Kentucky Senate president wants 3 universities to work together to address doctor shortage

By McKenna Horsley
Kentucky Lantern

Republican Senate President Robert Stivers wants three Kentucky universities to work together to find solutions to the state’s doctor shortage.

Republicans and a Democrat on the Senate Health Services Committee backed Stivers’ Senate Joint Resolution 116 on Wednesday, March 4. The resolution would direct the University of Kentucky, the University of Louisville and Eastern Kentucky University to “coordinate a search for actionable solutions to the physician shortages and to explore and expand health care opportunities” with their communities, state agencies, professional associations and more invested in health care in Kentucky.

“We hope that they will engage other entities like UPike (University of Pikeville), which is private, like the Kentucky Hospital Association, the Kentucky Medical Association, the other associations that might be in the realm of health care to come up with solutions since they are basically going to be the largest providers … of the doctors,” Stivers told the committee.

UK and UofL have established medical schools. EKU has been working toward opening an osteopathic medicine college for a few years and has asked the legislature for more than $45 million to put in a reserve fund needed for accreditation. UPike has an osteopathic medicine college.

An August 2025 report from the Legislative Research Commission (LRC) found that Kentucky will have a shortage of nearly 3,000 physicians by 2030. Most Kentucky counties — 107 of 120 — are designated as health professional shortage areas (HPSAs).

Stivers’ resolution includes $250,000 in the 2026-27 fiscal year from the state’s general fund for producing the report. Areas that the universities would be directed to study include a shortage of primary and specialty care physicians in medically underserved areas, the lack of access to physician care for medically underserved populations and how to retain physicians in medically underserved areas.

The universities’ report would be due Jan. 1, 2027.

Sen.
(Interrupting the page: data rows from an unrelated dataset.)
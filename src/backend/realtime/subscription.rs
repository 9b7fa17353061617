/**
 * Real-time Subscription Handler
 *
 * This module implements the Server-Sent Events handler for
 * `GET /api/realtime`. Opening the stream is the connection-establish event
 * for presence; dropping it is the connection-close event.
 *
 * # Authentication
 *
 * The session token is read from the `jwt` cookie, the bearer header, or
 * `?token=` (EventSource cannot set headers). A valid token for an enabled
 * account registers the connection for that user. Anything else yields an
 * anonymous connection that still receives online-user broadcasts.
 *
 * # Connection Management
 *
 * - Attach to the hub first, then register with presence, so the new
 *   connection receives the online snapshot that registration broadcasts
 * - A `ConnectionGuard` owned by the stream detaches and unregisters when
 *   the client goes away
 * - A `sessionReplaced` event is the last one a stream delivers
 * - Keep-alive comments hold idle connections open
 */
use std::convert::Infallible;
use std::sync::Arc;

use axum::{
    extract::{Query, State},
    http::HeaderMap,
    response::sse::{Event, KeepAlive, Sse},
};
use futures_util::stream::{self, Stream};
use serde::Deserialize;
use tokio::sync::mpsc;

use crate::backend::auth::sessions::token_from_headers;
use crate::backend::middleware::auth::resolve_session;
use crate::backend::presence::PresenceRegistry;
use crate::backend::realtime::hub::ConnectionHub;
use crate::backend::server::state::AppState;
use crate::shared::{EventType, RealtimeEvent};

#[derive(Debug, Default, Deserialize)]
pub struct RealtimeQuery {
    #[serde(default)]
    pub token: Option<String>,
}

/// Cleans up a connection when its stream is dropped
struct ConnectionGuard {
    connection_id: String,
    hub: Arc<ConnectionHub>,
    presence: Arc<PresenceRegistry>,
}

impl Drop for ConnectionGuard {
    fn drop(&mut self) {
        // Detach first so the offline broadcast skips this connection.
        self.hub.detach(&self.connection_id);
        self.presence.unregister_connection(&self.connection_id);
        tracing::info!("[Realtime] Connection {} closed", self.connection_id);
    }
}

struct StreamState {
    events: mpsc::Receiver<RealtimeEvent>,
    finished: bool,
    _guard: ConnectionGuard,
}

fn to_sse_event(event: &RealtimeEvent) -> Event {
    Event::default()
        .event(event.event_type.name())
        .data(event.payload.to_string())
}

/// Handle real-time subscription (GET /api/realtime)
///
/// # Example Response
///
/// ```http
/// HTTP/1.1 200 OK
/// Content-Type: text/event-stream
///
/// event: getOnlineUsers
/// data: ["5f0c...","9a1e..."]
///
/// event: newMessage
/// data: {"_id":"...","senderId":"...","receiverId":"...","text":"hi",...}
/// ```
pub async fn handle_realtime_subscription(
    State(app_state): State<AppState>,
    headers: HeaderMap,
    Query(query): Query<RealtimeQuery>,
) -> Sse<impl Stream<Item = Result<Event, Infallible>>> {
    let token = token_from_headers(&headers).or(query.token.filter(|t| !t.is_empty()));

    let user_id = match token {
        Some(token) => match resolve_session(&app_state, &token).await {
            Ok(user) => Some(user.id),
            Err(e) => {
                tracing::debug!("[Realtime] Treating connection as anonymous: {}", e);
                None
            }
        },
        None => None,
    };

    let (connection_id, events) = app_state.hub.attach();
    let registration = app_state
        .presence
        .register_connection(user_id.as_deref(), &connection_id);
    tracing::info!(
        "[Realtime] Connection {} opened ({:?})",
        connection_id,
        registration
    );

    let state = StreamState {
        events,
        finished: false,
        _guard: ConnectionGuard {
            connection_id,
            hub: app_state.hub.clone(),
            presence: app_state.presence.clone(),
        },
    };

    let stream = stream::unfold(state, |mut state| async move {
        if state.finished {
            return None;
        }

        let event = state.events.recv().await?;
        if event.event_type == EventType::SessionReplaced {
            state.finished = true;
        }

        Some((Ok(to_sse_event(&event)), state))
    });

    Sse::new(stream).keep_alive(KeepAlive::default())
}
Karen Berg, a Louisville Democrat who is also a doctor, praised the proposal and said Kentucky doctors should lead the training of “your best and your brightest” in order to keep them in the state.
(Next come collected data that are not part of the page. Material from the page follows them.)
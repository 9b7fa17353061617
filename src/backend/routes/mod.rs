//! Route Configuration Module
//!
//! This module configures all HTTP routes for the backend server.
//!
//! # Architecture
//!
//! - **`router`** - Main router creation, fallback and layers
//! - **`api_routes`** - `/api` endpoints, public and guarded
//!
//! # Module Structure
//!
//! ```text
//! routes/
//! ├── mod.rs          - Module exports and documentation
//! ├── router.rs       - Main router creation
//! └── api_routes.rs   - API endpoint handlers
//! ```
//!
//! # Example
//!
//! ```rust,no_run
//! use duetchat::backend::routes::create_router;
//! use duetchat::backend::server::{build_state, ServerConfig};
//!
//! # async fn example() -> Result<(), Box<dyn std::error::Error>> {
//! let config = ServerConfig::load()?;
//! let app_state = build_state(&config).await?;
//! let router = create_router(app_state, &config);
//! # Ok(())
//! # }
//! ```

/// Main router creation
pub mod router;

/// API endpoint handlers
pub mod api_routes;

pub use router::create_router;
/**
 * Connection Hub
 *
 * Owns the outbound side of every live realtime stream. Each attached
 * connection gets a bounded `tokio::sync::mpsc` channel; the SSE handler
 * holds the receiver and the hub keeps the sender under the connection id.
 *
 * # Delivery
 *
 * Pushes use `try_send`, so a slow client can never block the caller. A
 * full buffer or a receiver that has gone away is reported as a
 * `DeliveryError` and the event is dropped for that connection only.
 *
 * # Lifetime
 *
 * `attach` allocates a fresh UUID v4 connection id. `detach` forgets the
 * sender and is idempotent; the realtime stream calls it from its drop
 * guard when the client disconnects.
 */
use std::collections::HashMap;
use std::sync::{Mutex, MutexGuard, PoisonError};

use tokio::sync::mpsc::{self, error::TrySendError};

use crate::backend::presence::transport::{DeliveryError, Transport};
use crate::shared::RealtimeEvent;

pub struct ConnectionHub {
    connections: Mutex<HashMap<String, mpsc::Sender<RealtimeEvent>>>,
    buffer: usize,
}

impl ConnectionHub {
    /// Create a hub whose per-connection buffers hold `buffer` events
    ///
    /// A zero buffer is bumped to one, since `mpsc::channel` rejects it.
    pub fn new(buffer: usize) -> Self {
        Self {
            connections: Mutex::new(HashMap::new()),
            buffer: buffer.max(1),
        }
    }

    fn connections(&self) -> MutexGuard<'_, HashMap<String, mpsc::Sender<RealtimeEvent>>> {
        self.connections.lock().unwrap_or_else(PoisonError::into_inner)
    }

    /// Attach a new connection and hand back its id and event receiver
    pub fn attach(&self) -> (String, mpsc::Receiver<RealtimeEvent>) {
        let connection_id = uuid::Uuid::new_v4().to_string();
        let (tx, rx) = mpsc::channel(self.buffer);

        let mut connections = self.connections();
        connections.insert(connection_id.clone(), tx);
        tracing::debug!(
            "[Realtime] Attached connection {} ({} live)",
            connection_id,
            connections.len()
        );

        (connection_id, rx)
    }

    /// Forget a connection; a no-op if it is already gone
    pub fn detach(&self, connection_id: &str) -> bool {
        let mut connections = self.connections();
        let removed = connections.remove(connection_id).is_some();
        if removed {
            tracing::debug!(
                "[Realtime] Detached connection {} ({} live)",
                connection_id,
                connections.len()
            );
        }
        removed
    }

    pub fn connection_count(&self) -> usize {
        self.connections().len()
    }
}

fn delivery_error(connection_id: &str, err: TrySendError<RealtimeEvent>) -> DeliveryError {
    match err {
        TrySendError::Full(_) => DeliveryError::Full(connection_id.to_string()),
        TrySendError::Closed(_) => DeliveryError::Closed(connection_id.to_string()),
    }
}

impl Transport for ConnectionHub {
    fn send_to_connection(&self, connection_id: &str, event: RealtimeEvent) -> Result<(), DeliveryError> {
        let connections = self.connections();
        let sender = connections
            .get(connection_id)
            .ok_or_else(|| DeliveryError::UnknownConnection(connection_id.to_string()))?;

        sender
            .try_send(event)
            .map_err(|e| delivery_error(connection_id, e))
    }

    fn broadcast(&self, event: RealtimeEvent) -> usize {
        let connections = self.connections();
        let mut delivered = 0;

        for (connection_id, sender) in connections.iter() {
            match sender.try_send(event.clone()) {
                Ok(()) => delivered += 1,
                Err(e) => {
                    tracing::warn!(
                        "[Realtime] Skipping {} broadcast: {}",
                        event.event_type.name(),
                        delivery_error(connection_id, e)
                    );
                }
            }
        }

        delivered
    }

    fn close(&self, connection_id: &str) {
        if self.detach(connection_id) {
            tracing::debug!("[Realtime] Closed connection {}", connection_id);
        }
    }
}
//! Server Module
//!
//! This module contains all server-side code for initializing and configuring
//! the Axum HTTP server.
//!
//! # Architecture
//!
//! - **`state`** - Application state structure and `FromRef` implementations
//! - **`config`** - Configuration loading, validation and database setup
//! - **`init`** - State assembly and app creation
//!
//! # Module Structure
//!
//! ```text
//! server/
//! ├── mod.rs     - Module exports and documentation
//! ├── state.rs   - AppState and FromRef implementations
//! ├── config.rs  - ServerConfig and connect_database
//! └── init.rs    - build_state and create_app
//! ```
//!
//! # Initialization Flow
//!
//! 1. **Configuration Loading**: defaults, optional TOML file, environment
//! 2. **Database**: SQLite pool plus embedded migrations
//! 3. **State Creation**: hub, presence registry, auth settings, media
//! 4. **Router Creation**: routes, auth middleware, CORS, tracing
//!
//! # Example
//!
//! ```rust,no_run
//! use duetchat::backend::server::{config::ServerConfig, init::create_app};
//!
//! # async fn example() -> Result<(), Box<dyn std::error::Error>> {
//! let config = ServerConfig::load()?;
//! let app = create_app(&config).await?;
//! # Ok(())
//! # }
//! ```

/// Application state management
pub mod state;

/// Server configuration loading
pub mod config;

/// Server initialization
pub mod init;

pub use config::{ConfigError, ServerConfig};
pub use init::{build_state, create_app};
pub use state::AppState;
//! Shared Error Types
//!
//! This module defines error types that are shared between the server and
//! its clients.
//!
//! # Error Categories
//!
//! - `SerializationError` - JSON serialization/deserialization failures
//! - `ValidationError` - Data validation failures
//!
//! # Usage
//!
//! ```rust
//! use duetchat::shared::error::SharedError;
//!
//! let error = SharedError::validation("password", "Password must be at least 8 characters");
//! ```
use thiserror::Error;

/// Shared error types that can occur on either side of the wire
#[derive(Debug, Error, Clone)]
pub enum SharedError {
    /// JSON serialization or deserialization error
    #[error("Serialization error: {message}")]
    SerializationError {
        /// Human-readable error message
        message: String,
    },

    /// Data validation error
    ///
    /// Displays only the message; the field is kept for logs and callers
    /// that want to highlight the offending input.
    #[error("{message}")]
    ValidationError {
        /// The field that failed validation
        field: String,
        /// Human-readable error message
        message: String,
    },
}

impl SharedError {
    /// Create a new serialization error
    pub fn serialization(message: impl Into<String>) -> Self {
        Self::SerializationError {
            message: message.into(),
        }
    }

    /// Create a new validation error
    pub fn validation(field: impl Into<String>, message: impl Into<String>) -> Self {
        Self::ValidationError {
            field: field.into(),
            message: message.into(),
        }
    }
}

impl From<serde_json::Error> for SharedError {
    fn from(err: serde_json::Error) -> Self {
        Self::serialization(format!("JSON error: {}", err))
    }
}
“Where do we train them and how do we keep them?” Berg asked. “And that is an issue that I think we need to discuss in this legislature at some point because a lot of my colleagues do not feel that this legislature is friendly to physicians, and they leave because they have a lot of options.”
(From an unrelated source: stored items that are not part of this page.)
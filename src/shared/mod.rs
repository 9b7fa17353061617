//! Shared Module
//!
//! This module contains types and data structures that are shared between
//! the server and its clients. Every type here is designed for JSON
//! serialization over the HTTP API and the realtime stream.

/// Message data structure
pub mod message;

/// User profile data structure
pub mod user;

/// Real-time event system
pub mod event;

/// Shared error types
pub mod error;

/// Re-export commonly used types for convenience
pub use message::{Message, SendMessageRequest};
pub use user::{Gender, UserProfile};
pub use event::{RealtimeEvent, EventType};
pub use error::SharedError;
Another doctor on the committee, Nicholasville Republican Sen. Donald Douglas, said he agreed with Berg that this “really is something that we in the health care space need to get ahold of.” He added that his three children are specialists who chose to live outside Kentucky.

“I really appreciate my colleagues here in the General Assembly and how hard everybody is working to try to change the environment here in the commonwealth so that we can attract more physicians,” Douglas said. “But I’ve been speaking with a lot of my colleagues in the health care space recently a little bit louder, asking my colleagues to come along and be partners and work with us so that we can improve the environment.”

After the committee meeting, Stivers told the Lantern he had “no doubt” the study would lead to future legislation. He said lawmakers may need to consider changes around scholarships, loan repayments and the expedited naturalization process for foreign doctors who work in underserved areas.

(Editor’s note: SJR 116 passed out of the Senate March 9 and will now move to the House for consideration.)